If British India in British market is totally isolated from market capital London due to lack of convoys, can goods be tradable within India? If not, I guess there will be crisis happen in India when goods can only be produced and consumed within single provinces in India? This seems not so in line with the reality?
It looks like provinces can form "clusters" that have land access and can trade with each other in the event that they become isolated from the market capital. So India could trade with itself, but might not be able to trade with South Africa or Australia since the breakdown of the British market applies equally across all its shipping lanes.
 
1. Employment level and supply chain complexity. Employment level can be fixed with subsidies, yes, the main question is when would you ever turn them off? There are extremely few cases where you'd ever be OK with not having full Port employment. Since that means you have to cover any shortfall anyway, that means the only mechanical advantage to you (the player) to have Ports operate independently is that if they're making enough from Trade Centers buying their services, you don't have to pay their operating costs.

However, this means these cost will be borne by Trade Centers instead, meaning you have to babysit your trade routes more to ensure they remain profitable - otherwise the interplay between Trade Centers and Ports could turn into an extremely hard to troubleshoot death spiral, where there aren't enough Convoys to do efficient Trade and Trade isn't profitable enough to buy Convoys. If in practice these problems are so difficult to manage that you just turn on the "subsidize" buttons on every building type involved in the trade supply chain and then just poke at them to try to bring your total marginal cost down a bit, there's no real advantage to it compared to making only the terminus of the supply chain (Ports) government owned and the other buildings private.

In addition, since Shipping Lanes created for reasons other than Trade Routes (military supply and port connections) should actually be state expenses, having all Convoys bought by Trade Centers is also non-immersive. To fix that you'd need some way of having the state buy goods from the market directly, which likely means the player should be able to determine what price they're willing to pay for those goods, as this would be what calibrates the economy of the privately owned building supplying it.
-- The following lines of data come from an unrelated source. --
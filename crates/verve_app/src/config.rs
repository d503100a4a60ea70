//! Site configuration
//!
//! Everything content-shaped - nav items, project records, FAQ entries,
//! contact links - deserializes from one TOML document into [`SiteConfig`].
//! The mail/phone links are carried as literal `mailto:`/`tel:` URIs and
//! never validated beyond being strings.

use serde::Deserialize;

use crate::error::Result;

/// The whole site's content
#[derive(Clone, Debug, Deserialize)]
pub struct SiteConfig {
    pub site: SiteInfo,
    #[serde(default)]
    pub nav: Vec<NavItem>,
    #[serde(default)]
    pub projects: Vec<Project>,
    #[serde(default)]
    pub faq: Vec<FaqEntry>,
    pub contact: ContactInfo,
}

#[derive(Clone, Debug, Deserialize)]
pub struct SiteInfo {
    pub name: String,
    pub tagline: String,
}

/// One navigation link; `anchor` is an in-page `#section` reference
#[derive(Clone, Debug, Deserialize)]
pub struct NavItem {
    pub label: String,
    pub anchor: String,
}

/// One project showcase entry
///
/// External links open in a new browsing context; `url` being absent just
/// renders a card without a link.
#[derive(Clone, Debug, Deserialize)]
pub struct Project {
    pub title: String,
    pub description: String,
    pub category: String,
    #[serde(default)]
    pub url: Option<String>,
    pub image: String,
    #[serde(default)]
    pub logo: Option<String>,
}

#[derive(Clone, Debug, Deserialize)]
pub struct FaqEntry {
    pub question: String,
    pub answer: String,
}

/// Static contact URIs
#[derive(Clone, Debug, Deserialize)]
pub struct ContactInfo {
    /// A literal `mailto:` URI
    pub email: String,
    /// A literal `tel:` URI
    pub phone: String,
    #[serde(default)]
    pub instagram: Option<String>,
    #[serde(default)]
    pub linkedin: Option<String>,
}

impl SiteConfig {
    /// Parse a TOML document
    pub fn from_toml(source: &str) -> Result<Self> {
        let config: SiteConfig = toml::from_str(source)?;
        for item in &config.nav {
            if !item.anchor.starts_with('#') {
                tracing::warn!(
                    label = %item.label,
                    anchor = %item.anchor,
                    "nav anchor is not an in-page reference"
                );
            }
        }
        Ok(config)
    }

    /// The content the site ships with
    pub fn sample() -> Self {
        Self::from_toml(SAMPLE_TOML).expect("sample config must parse")
    }
}

impl Default for SiteConfig {
    fn default() -> Self {
        Self::sample()
    }
}

/// The production content, embedded so the page works with no files around
const SAMPLE_TOML: &str = r##"
[site]
name = "Scratchure Technologies"
tagline = "Creating exceptional digital experiences with cutting-edge technology and innovative design"

[[nav]]
label = "Home"
anchor = "#home"

[[nav]]
label = "About"
anchor = "#about"

[[nav]]
label = "Projects"
anchor = "#projects"

[[nav]]
label = "FAQ"
anchor = "#faq"

[[nav]]
label = "Contact"
anchor = "#contact"

[[projects]]
title = "Shabella"
description = "A full-featured fashion e-commerce platform with curated collections and a streamlined checkout"
category = "E-commerce"
url = "https://shabella.example"
image = "assets/projects/shabella.jpg"
logo = "assets/projects/shabella-logo.png"

[[projects]]
title = "POS Walla"
description = "Point of sale software for small retailers: inventory, billing, and daily reports in one place"
category = "Software"
url = "https://poswalla.example"
image = "assets/projects/pos-walla.jpg"

[[projects]]
title = "Play Photo Creation"
description = "A photography portfolio with gallery-first navigation and fast image delivery"
category = "Portfolio"
image = "assets/projects/play-photo.jpg"

[[projects]]
title = "Hiranyam Ayurveda"
description = "An ayurvedic products storefront with subscription orders and regional shipping"
category = "E-commerce"
url = "https://hiranyam.example"
image = "assets/projects/hiranyam.jpg"
logo = "assets/projects/hiranyam-logo.png"

[[faq]]
question = "What services do Scratchure Technologies offer?"
answer = "We offer comprehensive web development, e-commerce solutions, Point of Sale software, and custom software development."

[[faq]]
question = "How long does it take to develop a website?"
answer = "A basic website typically takes 2-4 weeks, while complex e-commerce platforms or custom software can take 6-12 weeks."

[[faq]]
question = "Do you provide ongoing support and maintenance?"
answer = "Yes, we offer support and maintenance packages covering security updates, performance optimization, and content updates."

[[faq]]
question = "What is your pricing structure?"
answer = "Our pricing is project-based and depends on scope, complexity, and timeline. We provide transparent quotes with no hidden costs."

[contact]
email = "mailto:hello@scratchure.example"
phone = "tel:+911234567890"
instagram = "https://instagram.com/scratchure"
linkedin = "https://linkedin.com/company/scratchure"
"##;

#[cfg(test)]
mod tests {
    use super::*;

    #[test]
    fn test_sample_parses() {
        let config = SiteConfig::sample();
        assert_eq!(config.site.name, "Scratchure Technologies");
        assert_eq!(config.nav.len(), 5);
        assert_eq!(config.projects.len(), 4);
        assert!(config.faq.len() >= 4);
        assert!(config.contact.email.starts_with("mailto:"));
        assert!(config.contact.phone.starts_with("tel:"));
    }

    #[test]
    fn test_optional_project_fields() {
        let config = SiteConfig::sample();
        let pos_walla = &config.projects[1];
        assert!(pos_walla.url.is_some());
        assert!(pos_walla.logo.is_none());
    }

    #[test]
    fn test_bad_toml_is_config_error() {
        let result = SiteConfig::from_toml("this is not toml [");
        assert!(matches!(result, Err(crate::error::VerveError::Config(_))));
    }

    #[test]
    fn test_minimal_config() {
        let config = SiteConfig::from_toml(
            r#"
            [site]
            name = "Acme"
            tagline = "We make things"

            [contact]
            email = "mailto:acme@example.com"
            phone = "tel:+10000000000"
            "#,
        )
        .unwrap();
        assert!(config.nav.is_empty());
        assert!(config.projects.is_empty());
    }
}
Since choosing the amount you're paying a building for its services freely in order to ensure it's profitable enough to not fail to provide you with those services is essentially a roundabout way of subsidizing it (something I've discussed at length elsewhere on the forum) this would be a whole new system to replicate the functionality of an existing one, only in the service of making the mechanic feel a tad more true-to-life.

2. Not sure what you mean by "free" here. Ports cost both materials and labor to operate, just like every other building. That cost is just borne by the treasury directly rather than by other buildings or Pops.

3. If you mod ports to be a privately owned building, it's going to need a source of revenue to operate. This means you have to add a (non-tradeable) market good for it to sell, preferably to Trade Centers. You may be able to turn Convoys into this kind of market good directly even though it also acts as a capacity with other mechanics associated with it, but it'd probably be easier for balancing to make it a separate good. You'd then have to rebalance Trade Centers to ensure they remain profitable enough after buying this new product that they can pay competitive wages. All this is perfectly doable, but like I said in #1 above, I'm pretty sure you'll find that you're going to want to subsidize all buildings involved by default as a result, leading to slightly less compelling gameplay with more complexity. But YMMV!

4. In the current build this would do nothing other than reduce the cost of the goods the building sold - it wouldn't actually improve your treasury balance or even the building's internal economy, since wages are fixed and it's assumed that government buildings do not provide revenue to offset its costs. Having government-owned buildings at least be able to offset its operating expenses by providing goods & services for sale sounds like cool modding functionality though, it's very likely something we'll support in the future.
Thank you.

With "free" I mean that "shipping" is a free puplic service provided by the government. Trade centers receive the shipping for free.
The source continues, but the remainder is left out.